We also shouldn't forget that while we talk about the wonders of medicine in the United States, we fail to recognize that we often don't deliver it. In many underserved communities, they are not getting the care that is possible in other areas of the United States.

Where do you see the future of global breast cancer research heading? 
Breast cancer is the most common cancer among women around the world. The majority of cases and deaths are now occurring in low- and middle-income countries, which was not what people used to believe, partly because of misinformation. I believe that we're making significant progress by looking at the problem from a more holistic systems-based approach.

There are two areas that one needs to focus on, the first being early diagnosis and the second being effective therapy. It is important to find a cancer within a reasonable period of time. We now have publications coming out about what is the nature of delays in early diagnosis, which could have to do with the patient participation and what they understand, but also the healthcare system. It's unfortunately very common that patients will present with a problem and it is not recognized.

The other area that needs to be focused on is effective therapy. The question with therapy is how can we apply the treatments in ways that are reasonable, recognizing that some of the things we do are very expensive. Many of our targeted therapies cost an unfathomable amount in limited resource environments but other treatments are quite affordable. For example, if a surgeon can do trauma surgery, they could be trained to do a modified radical mastectomy. Between early diagnosis and treatment, we're going to see more system building that is going to make progress. 

In our group, we're focused on an area called phased implementation, which is about breaking it down into pieces so that progress can be made.

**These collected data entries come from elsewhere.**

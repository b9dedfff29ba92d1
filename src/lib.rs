//! mediacast: stored media over HTTP byte ranges, plus a live WebSocket relay
//!
//! Two services share one HTTP listener:
//!
//! - [`media::RangeStreamer`] answers `GET /streaming/play/{filename}` with
//!   the whole file or the requested byte range, streamed in bounded chunks.
//! - [`relay::RelayHub`] groups WebSocket connections by stream id and
//!   forwards one broadcaster's binary frames to every viewer in the session.
//!
//! # Example
//!
//! ```no_run
//! use mediacast::{MediaServer, ServerConfig};
//!
//! # async fn run() -> mediacast::Result<()> {
//! let config = ServerConfig::default().media_dir("./media");
//! MediaServer::new(config).run().await
//! # }
//! ```

pub mod error;
pub mod media;
pub mod relay;
pub mod server;
pub mod session;
pub mod stats;

pub use error::{Error, Result};
pub use media::{FsMediaStore, RangeStreamer};
pub use relay::{RelayConfig, RelayHub};
pub use server::{MediaServer, ServerConfig};
// -- Strategy lifecycle ------------------------------------------------------

#[tokio::test]
async fn created_strategy_starts_at_version_one_and_can_be_patched() {
    let t = TestApp::new();
    let bearer = t.login("alice@example.com").await;
    let (status, headers, created) = t
        .send(post_json(
            "/v1/strategies",
            &bearer,
            serde_json::json!({
                "name": "Mean reversion",
                "fields": ["close", "bb_lower"],
                "criteria": ["close < bb_lower"]
            }),
        ))
        .await;
    assert_eq!(status, StatusCode::CREATED);
    assert_eq!(created["version"], 1);
    assert_eq!(created["user_id"], 1);
    assert_eq!(created["public"], false);
    let id = created["id"].as_i64().unwrap();
    assert_eq!(id, 3);
    let location = format!("/v1/strategies/{id}");
    assert_eq!(headers.get(header::LOCATION).unwrap(), location.as_str());

    let (status, _, fetched) = t.send(get(&location, Some(&bearer))).await;
    assert_eq!(status, StatusCode::OK);
    assert_eq!(fetched, created);

    let (status, _, patched) = t
        .send(patch(&location, &bearer, Some("1"), serde_json::json!({ "public": true })))
        .await;
    assert_eq!(status, StatusCode::OK);
    assert_eq!(patched["version"], 2);
}

#[tokio::test]
async fn invalid_create_is_rejected_without_storing() {
    let t = TestApp::new();
    let bearer = t.login("alice@example.com").await;
    let (status, _, body) = t
        .send(post_json(
            "/v1/strategies",
            &bearer,
            serde_json::json!({ "fields": ["close"], "criteria": [] }),
        ))
        .await;
    assert_eq!(status, StatusCode::UNPROCESSABLE_ENTITY);
    assert_eq!(body["error"]["details"]["name"], "must be provided");
    assert_eq!(body["error"]["details"]["criteria"], "must contain at least 1 criterium");
    let key = stratcheck_api::state::StrategyKey { owner: 1, id: 3 };
    assert!(t.memory.strategies.get(&key).is_none());
}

Is there anything else you would like to add?
Everyone should be asking themselves, “is there something that I can do that would be helpful?” I think the important message is that this isn't about doing some surgical procedures in a third world country because that only solves the problem one patient at a time and once you leave, they are left where they were before.

An important message is about building capacity. If you can help a healthcare system do better, whether it be through helping with education or providing input to people who are practicing in the community, that is how you can make a difference.